Tu mélanges tes larmes avec mes sourires. Nous partageons l'amer et le doux, la mer et le redoux, le salé et le sucré, le vinaigre et le miel. Nous partageons la même pomme dans une unique bouche. Nous sommes si unis. Mon ombre a pris ta silhouette et ton ombre la mienne. Nos pas se moulent au même rythme. La même ligne d'horizon traverse nos regards. Nos différences nous rapprochent.
La nuit, si je ne rêvais pas de toi, où donc pourrais-je te rencontrer ? Je m'éveille en sursaut lorsque la lune pleure. Je la rendors d'un baiser qui traverse l'espace. Lorsque le vent remue, ta robe glisse dans mon lit. Il y a toujours en moi quelque chose de toi. Il y a toujours en nous la concordance du cœur. Mes veines se conjuguent à ton sang. Je te laisse le jaune quand il n'y a qu'un œuf. Tu me donnes tes lèvres quand il n'y a qu'un verre. Je ne dors plus jamais. Je veille et je t'attends. J'écris mille fois je t'aime sur la portée du vent. Je laisse les oiseaux t'apporter mon aubade.
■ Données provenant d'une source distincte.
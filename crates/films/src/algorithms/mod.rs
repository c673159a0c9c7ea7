pub mod contours;
pub mod distance;
pub mod halftone;
pub mod masks;
pub mod morphology;
pub mod quantization;
pub mod stroke;

pub use contours::{outer_contours, simplified_contours, Contour};
pub use distance::{dilate_disk, erode_disk, DistanceField};
pub use halftone::{dither, HalftoneRasterizer};
pub use masks::{MaskBuilder, MaskSet};
pub use morphology::{remove_small_components, smooth, MorphologicalCleaner};
pub use quantization::{ColorQuantizer, Separation};
pub use stroke::{mm_to_px, px_to_mm, StrokeWidthAnalyzer};
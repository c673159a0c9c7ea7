use image::{GrayImage, Luma};
use imageproc::{
    distance_transform::Norm,
    region_labelling::{connected_components, Connectivity},
};
use tracing::{debug, warn};

use super::distance::{dilate_disk, erode_disk};
use crate::{
    config::CleanupConfig,
    types::{ink_count, INK, NO_INK},
};

/// Upper bound on repeated cleanup passes before giving up on convergence
const MAX_CLEAN_PASSES: usize = 32;

/// Geometry repair for binary masks.
#[derive(Debug, Clone, Default)]
pub struct MorphologicalCleaner {
    pub config: CleanupConfig,
}

impl MorphologicalCleaner {
    pub fn new(config: CleanupConfig) -> Self {
        Self { config }
    }

    /// Radius of the elliptical structuring element; a 3 px kernel is the
    /// 4-connected cross.
    fn radius(&self) -> f64 {
        (self.config.kernel_size / 2) as f64
    }

    /// Erosion followed by dilation: drops specks smaller than the kernel.
    pub fn open(&self, mask: &GrayImage) -> GrayImage {
        let r = self.radius();
        dilate_disk(&erode_disk(mask, r), r)
    }

    /// Dilation followed by erosion: fills pinholes smaller than the kernel.
    pub fn close(&self, mask: &GrayImage) -> GrayImage {
        let r = self.radius();
        erode_disk(&dilate_disk(mask, r), r)
    }

    /// Opening and closing for the configured number of iterations, then
    /// small component removal and optional edge smoothing.
    ///
    /// Smoothing keeps rounding sharp tips on every pass, so the whole
    /// sequence is repeated until the mask stops changing. The result is a
    /// fixed point: cleaning it again returns it unchanged.
    pub fn clean(&self, mask: &GrayImage) -> GrayImage {
        let before = ink_count(mask);
        let mut cleaned = self.clean_pass(mask);

        let mut passes = 1;
        let mut converged = false;
        while passes < MAX_CLEAN_PASSES {
            let next = self.clean_pass(&cleaned);
            passes += 1;
            if next == cleaned {
                converged = true;
                break;
            }
            cleaned = next;
        }
        if !converged {
            warn!("Mask cleanup still changing after {} passes", passes);
        }

        debug!(
            "Cleaned mask in {} passes: {} -> {} ink pixels",
            passes,
            before,
            ink_count(&cleaned)
        );
        cleaned
    }

    fn clean_pass(&self, mask: &GrayImage) -> GrayImage {
        let mut cleaned = mask.clone();
        if self.config.kernel_size > 1 {
            for _ in 0..self.config.iterations {
                cleaned = self.close(&self.open(&cleaned));
            }
        }

        cleaned = remove_small_components(&cleaned, self.config.min_area);

        if self.config.smooth && self.config.smooth_sigma > 0.0 {
            cleaned = smooth(&cleaned, self.config.smooth_sigma);
        }
        cleaned
    }

    /// Grow ink by `px` pixels in every direction (trap).
    pub fn expand(&self, mask: &GrayImage, px: u32) -> GrayImage {
        if px == 0 {
            return mask.clone();
        }
        imageproc::morphology::dilate(mask, Norm::LInf, clamp_radius(px))
    }

    /// Pull ink back by `px` pixels in every direction (choke).
    pub fn shrink(&self, mask: &GrayImage, px: u32) -> GrayImage {
        if px == 0 {
            return mask.clone();
        }
        imageproc::morphology::erode(mask, Norm::LInf, clamp_radius(px))
    }
}

fn clamp_radius(px: u32) -> u8 {
    u8::try_from(px).unwrap_or_else(|_| {
        warn!("Trap margin of {}px clamped to {}px", px, u8::MAX);
        u8::MAX
    })
}

/// Drop 8-connected ink components with fewer than `min_area` pixels.
pub fn remove_small_components(mask: &GrayImage, min_area: u32) -> GrayImage {
    if min_area <= 1 {
        return mask.clone();
    }

    let labels = connected_components(mask, Connectivity::Eight, Luma([NO_INK]));
    let component_count = labels.pixels().map(|p| p[0]).max().unwrap_or(0) as usize;
    if component_count == 0 {
        return mask.clone();
    }

    let mut areas = vec![0u32; component_count + 1];
    for p in labels.pixels() {
        areas[p[0] as usize] += 1;
    }

    let removed = areas
        .iter()
        .skip(1)
        .filter(|&&area| area < min_area)
        .count();
    if removed > 0 {
        debug!("Removing {} components below {} px", removed, min_area);
    }

    GrayImage::from_fn(mask.width(), mask.height(), |x, y| {
        let label = labels.get_pixel(x, y)[0] as usize;
        if label != 0 && areas[label] >= min_area {
            Luma([INK])
        } else {
            Luma([NO_INK])
        }
    })
}

/// Gaussian blur re-thresholded at the midpoint.
pub fn smooth(mask: &GrayImage, sigma: f32) -> GrayImage {
    let blurred = imageproc::filter::gaussian_blur_f32(mask, sigma);
    imageproc::contrast::threshold(&blurred, 127)
}

#[cfg(test)]
mod tests {
    use super::*;

    fn rect(width: u32, height: u32, x0: u32, y0: u32, x1: u32, y1: u32) -> GrayImage {
        GrayImage::from_fn(width, height, |x, y| {
            if x >= x0 && x < x1 && y >= y0 && y < y1 {
                Luma([INK])
            } else {
                Luma([NO_INK])
            }
        })
    }

    fn cleaner(min_area: u32, smooth: bool) -> MorphologicalCleaner {
        MorphologicalCleaner::new(CleanupConfig {
            enabled: true,
            kernel_size: 3,
            iterations: 1,
            min_area,
            smooth,
            smooth_sigma: 0.8,
        })
    }

    #[test]
    fn test_opening_removes_specks() {
        let mut mask = rect(40, 40, 10, 10, 30, 30);
        mask.put_pixel(2, 2, Luma([INK]));
        mask.put_pixel(36, 5, Luma([INK]));

        let cleaned = cleaner(0, false).clean(&mask);
        assert_eq!(cleaned.get_pixel(2, 2)[0], NO_INK);
        assert_eq!(cleaned.get_pixel(36, 5)[0], NO_INK);
        assert_eq!(cleaned.get_pixel(20, 20)[0], INK);
    }

    #[test]
    fn test_closing_fills_pinholes() {
        let mut mask = rect(40, 40, 10, 10, 30, 30);
        mask.put_pixel(20, 20, Luma([NO_INK]));

        let cleaned = cleaner(0, false).clean(&mask);
        assert_eq!(cleaned.get_pixel(20, 20)[0], INK);
    }

    #[test]
    fn test_clean_is_idempotent() {
        let mut mask = rect(50, 50, 8, 8, 40, 30);
        mask.put_pixel(45, 45, Luma([INK]));
        mask.put_pixel(20, 15, Luma([NO_INK]));

        let c = cleaner(10, false);
        let once = c.clean(&mask);
        let twice = c.clean(&once);
        assert_eq!(once, twice);
    }

    /// Two triangles meeting at a narrow neck; smoothing rounds the tips
    fn bow_tie() -> GrayImage {
        GrayImage::from_fn(200, 100, |x, y| {
            let half_height = ((x as f32 - 100.0).abs() * 0.45).max(2.0);
            let ink = (10..190).contains(&x) && (y as f32 - 50.0).abs() <= half_height;
            Luma([if ink { INK } else { NO_INK }])
        })
    }

    fn ellipse() -> GrayImage {
        GrayImage::from_fn(120, 80, |x, y| {
            let dx = (x as f32 - 60.0) / 45.0;
            let dy = (y as f32 - 40.0) / 25.0;
            Luma([if dx * dx + dy * dy <= 1.0 { INK } else { NO_INK }])
        })
    }

    #[test]
    fn test_default_clean_is_idempotent() {
        let c = MorphologicalCleaner::new(CleanupConfig::default());
        assert!(c.config.smooth);

        for mask in [bow_tie(), ellipse(), rect(80, 80, 10, 10, 70, 70)] {
            let once = c.clean(&mask);
            let twice = c.clean(&once);
            assert!(ink_count(&once) > 0);
            assert_eq!(once, twice);
        }
    }

    #[test]
    fn test_clean_is_deterministic_with_smoothing() {
        let mask = rect(30, 30, 5, 5, 25, 20);
        let c = cleaner(10, true);
        assert_eq!(c.clean(&mask), c.clean(&mask));
    }

    #[test]
    fn test_small_components_removed_regardless_of_shape() {
        // 1x12 line survives the kernel test but not the area test
        let mut mask = rect(40, 40, 5, 5, 25, 25);
        for x in 28..40 {
            mask.put_pixel(x, 35, Luma([INK]));
        }
        let filtered = remove_small_components(&mask, 50);
        assert_eq!(filtered.get_pixel(30, 35)[0], NO_INK);
        assert_eq!(ink_count(&filtered), 400);
    }

    #[test]
    fn test_expand_and_shrink() {
        let mask = rect(30, 30, 10, 10, 20, 20);
        let c = cleaner(0, false);

        let expanded = c.expand(&mask, 2);
        assert_eq!(ink_count(&expanded), 14 * 14);
        assert_eq!(expanded.get_pixel(8, 8)[0], INK);

        let shrunk = c.shrink(&mask, 2);
        assert_eq!(ink_count(&shrunk), 6 * 6);
        assert_eq!(shrunk.get_pixel(11, 11)[0], NO_INK);

        assert_eq!(c.expand(&mask, 0), mask);
    }
}
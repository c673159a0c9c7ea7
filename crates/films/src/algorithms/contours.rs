use geo::{EuclideanLength, Simplify};
use geo_types::{Coord, LineString};
use image::GrayImage;
use imageproc::contours::{find_contours, BorderType};

/// Closed polygon around one ink region, without the repeated first point.
#[derive(Debug, Clone, PartialEq)]
pub struct Contour {
    pub points: Vec<[i32; 2]>,
}

impl Contour {
    pub fn len(&self) -> usize {
        self.points.len()
    }

    pub fn is_empty(&self) -> bool {
        self.points.is_empty()
    }

    fn ring(&self) -> LineString<f64> {
        let mut coords: Vec<Coord<f64>> = self
            .points
            .iter()
            .map(|&[x, y]| Coord {
                x: x as f64,
                y: y as f64,
            })
            .collect();
        if let Some(&first) = coords.first() {
            coords.push(first);
        }
        LineString::new(coords)
    }

    /// Length of the closed boundary
    pub fn perimeter(&self) -> f64 {
        self.ring().euclidean_length()
    }

    /// Douglas-Peucker simplification with a tolerance of
    /// `factor * perimeter`. Returns `None` when fewer than three vertices
    /// survive.
    pub fn simplify(&self, factor: f64) -> Option<Contour> {
        let ring = self.ring();
        let epsilon = factor * ring.euclidean_length();
        let simplified = ring.simplify(&epsilon);

        let mut points: Vec<[i32; 2]> = simplified
            .coords()
            .map(|c| [c.x.round() as i32, c.y.round() as i32])
            .collect();
        if points.len() > 1 && points.first() == points.last() {
            points.pop();
        }

        (points.len() >= 3).then_some(Contour { points })
    }
}

/// Outer boundaries of the top-level ink regions. Holes and anything
/// nested inside them are not reported.
pub fn outer_contours(mask: &GrayImage) -> Vec<Contour> {
    find_contours::<i32>(mask)
        .into_iter()
        .filter(|c| matches!(c.border_type, BorderType::Outer) && c.parent.is_none())
        .map(|c| Contour {
            points: c.points.iter().map(|p| [p.x, p.y]).collect(),
        })
        .collect()
}

/// Outer contours simplified for vector output.
pub fn simplified_contours(mask: &GrayImage, approximation_factor: f64) -> Vec<Contour> {
    outer_contours(mask)
        .iter()
        .filter_map(|c| c.simplify(approximation_factor))
        .collect()
}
Je voudrais tant effacer tes douleurs, guérir tes blessures, apaiser tes angoisses. À la recherche de qui je suis, j'ai croisé qui nous sommes. Ta présence avive la flamme de ma vie. La soif se fait source et la faim nourriture. Quand je te touche, mes yeux s'ouvrent plus loin. Mes mains apprennent la caresse. Tu es belle comme une main qui s'ouvre, une flamme qui s'allume, une fleur qui éclot. Tu es une lampe en moi. Je ne laisserai jamais s'éteindre sa lumière, quitte à faire du feu avec la neige. Ton âme nue comme une main touche la mienne. Ton visage en corolle embaume mes pupilles. Tes seins de fraises gourmandent mes papilles. Ta présence me rassure. Je suis encore vivant.
Il ne m'est de toi que l'amour. Tu en portes la vie plus nécessaire que le pain. J'ai tes yeux dans mon cœur pour traverser la nuit. J'ai tes caresses dans les mains pour réchauffer l'hiver. J'ai tes pas dans les miens pour aller jusqu'au bout. Je dors dans ton sommeil et rêve dans ton rêve. Siloindetoi est un pays que je n'habite plus. J'ai pris demeure dans ton souffle. Quand je dis tout, je pense à toi. Quand je dis tu, je pense à nous et je me tais pour écouter nos prénoms s'enlacer. Nos larmes emmêlées finissent par sourire. Nos gestes partagés agrandissent le cœur. Les lignes de ta vie transforment mon profil. Je te touche toujours pour la première fois.
Ma bouche tendue au fruit a trouvé ta saveur. Au travers de nos corps, la sève continue. Chaque goutte de plaisir, chaque lueur de courage nous mènent à l'infini. La porte s'est ouverte. Tu es la main du jour sur une poignée de nuit. Tes beaux doigts d'amoureuse ont tissé sur l'abîme une toile d'amour. À chaque pulsation, mon cœur t'appartient. Devant l'espoir qu'il faut vivre, nul désert n'est assez vaste pour nous séparer.
Mes bras forment un collier entourant tes épaules. Avant de te connaître, je mordais tous les fruits sans rassasier ma faim. Tu as fait de ma soif une source nouvelle, d'une question de rien une réponse à tout. Tu as fait de ma vie un peu plus que la vie, le dessin d'une feuille qui remonte dans l'arbre, le destin d'un caillou qui enjambe la pente. Je ne demande plus la raison d'être né, c'était pour te connaître. Tu portes une rivière dont chaque vague m'emporte. Ta présence défie le vide et me désigne ici ma place de vivant.